The 18th arrondissement of Paris (XVIIIe arrondissement) is one of the 20 arrondissements of the capital city of France. In spoken French, this arrondissement is referred to as dix-huitième.

The arrondissement, known as Butte-Montmartre, is located on the right bank of the River Seine. It is mostly known for hosting the district of Montmartre which contains a hill known for its artistic history, the Bateau-Lavoir where Pablo Picasso, Georges Braque, and Amedeo Modigliani lived and worked in early 20th century, the house of music diva Dalida, the Moulin Rouge cabaret, other historic features, and the prominent Sacré Cœur basilica which sits atop the hill.

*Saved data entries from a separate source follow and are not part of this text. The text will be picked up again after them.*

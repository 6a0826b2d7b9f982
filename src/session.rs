/// Per-client session state machine (spec component G): subscriptions, open
/// candle tables, trade FIFO queue, and the `idle` / `live_active` /
/// `replay_active` / `changing_timeframes` transitions. Generalizes
/// `web_server.rs`'s `WsSession` actor (which conflated transport and state
/// onto one object) into a transport-agnostic driver, per the "ad-hoc object
/// container" redesign note: one explicit state enum instead of a boolean
/// flag, and trades delivered over a channel instead of a callback.
use crate::acquisition::{AcquisitionOrchestrator, AcquisitionRequest};
use crate::aggregator;
use crate::live_updater::InstrumentUpdater;
use crate::model::{Bar, SubscriptionSet, Trade};
use crate::replay::{self, ReplayControls, ReplayEvent, ReplaySeries};
use crate::timeframe::SessionCalendar;
use crate::vendor::{TradeSubscription, VendorClient};
use std::collections::HashMap;
use std::sync::Arc;
use tokio::sync::mpsc;

#[derive(Debug, Clone, Copy, PartialEq, Eq)]
pub enum SessionState {
    Idle,
    LiveActive,
    ReplayActive,
    ChangingTimeframes,
}

#[derive(Debug, thiserror::Error)]
pub enum SessionError {
    #[error("rejected in state {0:?}")]
    Rejected(SessionState),
}

/// Output sink abstraction: the session emits bars and control messages here
/// without knowing whether the far end is a WebSocket, a log file, or a
/// console print (mirrors the `sendto` options in the request envelope).
#[async_trait::async_trait]
pub trait OutputSink: Send + Sync {
    async fn emit_bar(&self, bar: &Bar);
    async fn emit_control(&self, message: &str);
}

pub struct Session<V: VendorClient, S: OutputSink> {
    pub client_id: Option<String>,
    state: SessionState,
    subscriptions: SubscriptionSet,
    updaters: HashMap<String, InstrumentUpdater>,
    trade_queue: Vec<Trade>,
    original_start_ms: i64,
    calendar: Arc<SessionCalendar>,
    orchestrator: Arc<AcquisitionOrchestrator<V>>,
    sink: Arc<S>,
    trade_subscription: Option<TradeSubscription>,
    trade_rx: Option<mpsc::Receiver<Trade>>,
    replay_controls: Option<Arc<ReplayControls>>,
    replay_task: Option<tokio::task::JoinHandle<()>>,
    replay_forward_task: Option<tokio::task::JoinHandle<()>>,
}

impl<V: VendorClient, S: OutputSink + 'static> Session<V, S> {
    pub fn new(
        calendar: Arc<SessionCalendar>,
        orchestrator: Arc<AcquisitionOrchestrator<V>>,
        sink: Arc<S>,
    ) -> Self {
        Self {
            client_id: None,
            state: SessionState::Idle,
            subscriptions: SubscriptionSet::new(),
            updaters: HashMap::new(),
            trade_queue: Vec::new(),
            original_start_ms: 0,
            calendar,
            orchestrator,
            sink,
            trade_subscription: None,
            trade_rx: None,
            replay_controls: None,
            replay_task: None,
            replay_forward_task: None,
        }
    }

    pub fn state(&self) -> SessionState {
        self.state
    }

    pub fn set_client_id(&mut self, id: &str) {
        self.client_id = Some(id.to_string());
    }

    /// `get_data` with a live component: starts fetchers/trade subscription
    /// for every requested (instrument, timeframe).
    pub async fn get_data_live(
        &mut self,
        subscriptions: &[(String, String)],
        start_ms: i64,
        end_ms: i64,
    ) -> Result<(), SessionError> {
        match self.state {
            SessionState::Idle | SessionState::LiveActive => {}
            other => return Err(SessionError::Rejected(other)),
        }
        self.original_start_ms = start_ms;
        for (instrument, timeframe) in subscriptions {
            self.subscriptions.add(instrument, timeframe);
        }
        for instrument in self.subscriptions.instruments().cloned().collect::<Vec<_>>() {
            self.emit_history_and_seed(&instrument, start_ms, end_ms).await;
        }
        self.start_trade_subscription().await;
        self.state = SessionState::LiveActive;
        Ok(())
    }

    /// (Re)opens the trade stream covering every currently subscribed
    /// instrument. Replaces any prior subscription so newly added
    /// instruments are included; dropping the old handle tears it down.
    async fn start_trade_subscription(&mut self) {
        let instruments: Vec<String> = self.subscriptions.instruments().cloned().collect();
        if instruments.is_empty() {
            return;
        }
        let (trade_tx, trade_rx) = mpsc::channel(256);
        let (control_tx, mut control_rx) = mpsc::channel(64);
        let vendor = self.orchestrator.vendor();
        let start_ts_ns = now_ms() * 1_000_000;
        match vendor
            .subscribe_live_trades(&instruments, start_ts_ns, trade_tx, control_tx)
            .await
        {
            Ok(sub) => {
                self.trade_subscription = Some(sub);
                self.trade_rx = Some(trade_rx);
            }
            Err(e) => {
                tracing::warn!(error = %e, "failed to start live trade subscription");
                return;
            }
        }

        let sink = self.sink.clone();
        tokio::spawn(async move {
            while let Some(ctrl) = control_rx.recv().await {
                sink.emit_control(&format!("{ctrl:?}")).await;
            }
        });
    }

    /// Awaits the next trade from the live subscription, if one is open.
    /// A caller drives this alongside its request loop (e.g. via
    /// `tokio::select!`) and routes the result into `on_trade`.
    pub async fn recv_trade(&mut self) -> Option<Trade> {
        let Some(rx) = &mut self.trade_rx else {
            return std::future::pending().await;
        };
        match rx.recv().await {
            Some(trade) => Some(trade),
            None => {
                // Subscription ended (vendor closed, retries exhausted);
                // stop polling a drained channel instead of resolving
                // immediately forever.
                self.trade_rx = None;
                std::future::pending().await
            }
        }
    }

    /// `get_data` with `live_data=none`: emit history only, state unchanged.
    pub async fn get_data_history_only(
        &mut self,
        subscriptions: &[(String, String)],
        start_ms: i64,
        end_ms: i64,
    ) -> Result<(), SessionError> {
        for (instrument, timeframe) in subscriptions {
            let req = AcquisitionRequest {
                start_ms,
                end_ms,
                end_is_explicit: true,
                use_cache: true,
                save_cache: true,
            };
            if let Ok(series) = self.orchestrator.acquire(instrument, req).await {
                if let Ok(bars) =
                    aggregator::aggregate(&self.calendar, instrument, timeframe, start_ms, end_ms, &series)
                {
                    for b in bars {
                        self.sink.emit_bar(&b).await;
                    }
                }
            }
        }
        Ok(())
    }

    pub async fn stop_data(&mut self) {
        if matches!(self.state, SessionState::LiveActive | SessionState::ChangingTimeframes) {
            self.state = SessionState::Idle;
            self.updaters.clear();
            self.trade_queue.clear();
            self.trade_subscription = None;
            self.trade_rx = None;
        }
    }

    /// Adds a timeframe to a live session: re-fetches history for the new
    /// timeframe, seeds its open higher-timeframe candle, then drains any
    /// trades queued while the acquisition was in flight.
    pub async fn add_timeframe(
        &mut self,
        instrument: &str,
        timeframe: &str,
    ) -> Result<(), SessionError> {
        if self.state != SessionState::LiveActive {
            if self.state == SessionState::ChangingTimeframes {
                // queue is still accepted; the caller should not add another
                // timeframe mid-transition in this design, reject instead.
            }
            return Err(SessionError::Rejected(self.state));
        }

        self.subscriptions.add(instrument, timeframe);
        self.state = SessionState::ChangingTimeframes;

        let now = now_ms();
        let req = AcquisitionRequest {
            start_ms: self.original_start_ms,
            end_ms: now,
            end_is_explicit: false,
            use_cache: true,
            save_cache: true,
        };
        let series = self
            .orchestrator
            .acquire(instrument, req)
            .await
            .unwrap_or_default();
        let historical = aggregator::aggregate(
            &self.calendar,
            instrument,
            timeframe,
            self.original_start_ms,
            now,
            &series,
        )
        .unwrap_or_default();
        for b in &historical {
            self.sink.emit_bar(b).await;
        }

        let last_aggregated = historical.last();
        let updater = self
            .updaters
            .entry(instrument.to_string())
            .or_insert_with(|| InstrumentUpdater::new(instrument, now));
        let next_1m_start = updater.open_1m_candle().timestamp;
        updater.seed_higher_timeframe(&self.calendar, timeframe, last_aggregated, next_1m_start);

        self.state = SessionState::LiveActive;
        self.drain_trade_queue().await;
        Ok(())
    }

    pub fn remove_timeframe(&mut self, instrument: &str, timeframe: &str) {
        self.subscriptions.remove(instrument, timeframe);
        if let Some(updater) = self.updaters.get_mut(instrument) {
            updater.remove_timeframe(timeframe);
        }
    }

    /// `get_replay`: fetches the full pre-fetched series for every requested
    /// instrument up front, then spawns the replay tick loop, forwarding its
    /// events into the sink as they're produced.
    pub async fn get_replay(
        &mut self,
        subscriptions: &[(String, String)],
        history_start_ms: i64,
        live_start_ms: i64,
        live_end_ms: i64,
        replay_interval_ms: u64,
    ) -> Result<(), SessionError> {
        if self.state != SessionState::Idle {
            return Err(SessionError::Rejected(self.state));
        }
        for (instrument, timeframe) in subscriptions {
            self.subscriptions.add(instrument, timeframe);
        }

        let fetch_end = if live_end_ms == i64::MAX { now_ms() } else { live_end_ms };

        let mut series = Vec::new();
        for instrument in self.subscriptions.instruments().cloned().collect::<Vec<_>>() {
            let req = AcquisitionRequest {
                start_ms: history_start_ms,
                end_ms: fetch_end,
                end_is_explicit: true,
                use_cache: true,
                save_cache: true,
            };
            let bars_1m = self.orchestrator.acquire(&instrument, req).await.unwrap_or_default();
            let timeframes: Vec<String> = self
                .subscriptions
                .timeframes_for(&instrument)
                .map(|s| s.iter().cloned().collect())
                .unwrap_or_default();
            series.push(ReplaySeries {
                instrument,
                timeframes,
                bars_1m,
            });
        }

        let controls = Arc::new(ReplayControls::new(replay_interval_ms));
        let (tx, mut rx) = mpsc::channel(256);
        let calendar = self.calendar.clone();
        let controls_for_task = controls.clone();
        let run_task = tokio::spawn(async move {
            replay::run(&calendar, series, live_start_ms, fetch_end, &controls_for_task, tx).await;
        });

        let sink = self.sink.clone();
        let forward_task = tokio::spawn(async move {
            while let Some(event) = rx.recv().await {
                match event {
                    ReplayEvent::Bar(bar) => sink.emit_bar(&bar).await,
                    ReplayEvent::Complete => {
                        sink.emit_control("replay_complete").await;
                        break;
                    }
                }
            }
        });

        self.replay_controls = Some(controls);
        self.replay_task = Some(run_task);
        self.replay_forward_task = Some(forward_task);
        self.state = SessionState::ReplayActive;
        Ok(())
    }

    pub async fn modify_replay(
        &mut self,
        pause: Option<bool>,
        interval_ms: Option<u64>,
    ) -> Result<(), SessionError> {
        if self.state != SessionState::ReplayActive {
            return Err(SessionError::Rejected(self.state));
        }
        if let Some(controls) = &self.replay_controls {
            if let Some(p) = pause {
                controls.set_paused(p).await;
            }
            if let Some(i) = interval_ms {
                controls.set_interval_ms(i).await;
            }
        }
        Ok(())
    }

    pub async fn stop_replay(&mut self) {
        if let Some(task) = self.replay_task.take() {
            task.abort();
        }
        if let Some(task) = self.replay_forward_task.take() {
            task.abort();
        }
        self.replay_controls = None;
        if self.state == SessionState::ReplayActive {
            self.state = SessionState::Idle;
        }
    }

    /// Routes an incoming trade: queued while `changing_timeframes`, applied
    /// immediately otherwise.
    pub async fn on_trade(&mut self, trade: Trade) {
        if self.state == SessionState::ChangingTimeframes {
            self.trade_queue.push(trade);
            return;
        }
        self.apply_trade(&trade).await;
    }

    async fn drain_trade_queue(&mut self) {
        let queued = std::mem::take(&mut self.trade_queue);
        for trade in queued {
            self.apply_trade(&trade).await;
        }
    }

    async fn apply_trade(&mut self, trade: &Trade) {
        let updater = self
            .updaters
            .entry(trade.instrument.clone())
            .or_insert_with(|| InstrumentUpdater::new(&trade.instrument, trade.timestamp_ms));
        let emitted = updater.on_trade(&self.calendar, trade);
        for bar in emitted {
            self.sink.emit_bar(&bar).await;
        }
    }

    async fn emit_history_and_seed(&mut self, instrument: &str, start_ms: i64, end_ms: i64) {
        let req = AcquisitionRequest {
            start_ms,
            end_ms,
            end_is_explicit: false,
            use_cache: true,
            save_cache: true,
        };
        let series = self.orchestrator.acquire(instrument, req).await.unwrap_or_default();
        let timeframes = self
            .subscriptions
            .timeframes_for(instrument)
            .cloned()
            .unwrap_or_default();

        let last_1m_end = series.last().map(|b| b.timestamp + 60_000).unwrap_or(end_ms);
        let updater = self
            .updaters
            .entry(instrument.to_string())
            .or_insert_with(|| InstrumentUpdater::new(instrument, last_1m_end));

        for tf in &timeframes {
            if let Ok(bars) =
                aggregator::aggregate(&self.calendar, instrument, tf, start_ms, end_ms, &series)
            {
                let last = bars.last().cloned();
                for b in &bars {
                    self.sink.emit_bar(b).await;
                }
                updater.seed_higher_timeframe(&self.calendar, tf, last.as_ref(), last_1m_end);
            }
        }
    }
}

The 18th arrondissement also contains Goutte d'Or district, which has large numbers of residents of North, and sub-Saharan African origins, and which is famous for its market, the marché Barbès, selling products from Africa.

Geography
The land area of this arrondissement is exactly 6.005 km2 (2.319 sq. miles, or 1,484 acres).

Demographics
The population of Paris's 18th arrondissement peaked in 1931 with 288,810 inhabitants. Today, the arrondissement remains very dense in population and business activity with 200,631 inhabitants as of the most recent census (2009).

Historical population

Immigration
In 2012, John Henley of The Guardian said the 18th arrondissement was "an area comparable in many ways to London's Tower Hamlets."

Cityscape

Places of interest
 Basilique du Sacré-Cœur, Paris
 Basilica of Sainte-Jeanne-d'Arc (Paris)
 Église Saint-Jean-de-Montmartre
 Église Saint-Bernard de la Chapelle
 Moulin Rouge
 Musée d'Art Naïf – Max Fourny
 Montmartre Synagogue

The Serbian Orthodox Eparchy of Western Europe has its headquarters in the arrondissement.

Districts within the 18th arrondissement
 Montmartre
 Pigalle
 Goutte d'Or, a working-class neighborhood in the arrondissement
 Quartier de La Chapelle

Economy
Dailymotion formerly had its headquarters in the arrondissement. In addition, Dargaud also has its headquarters there.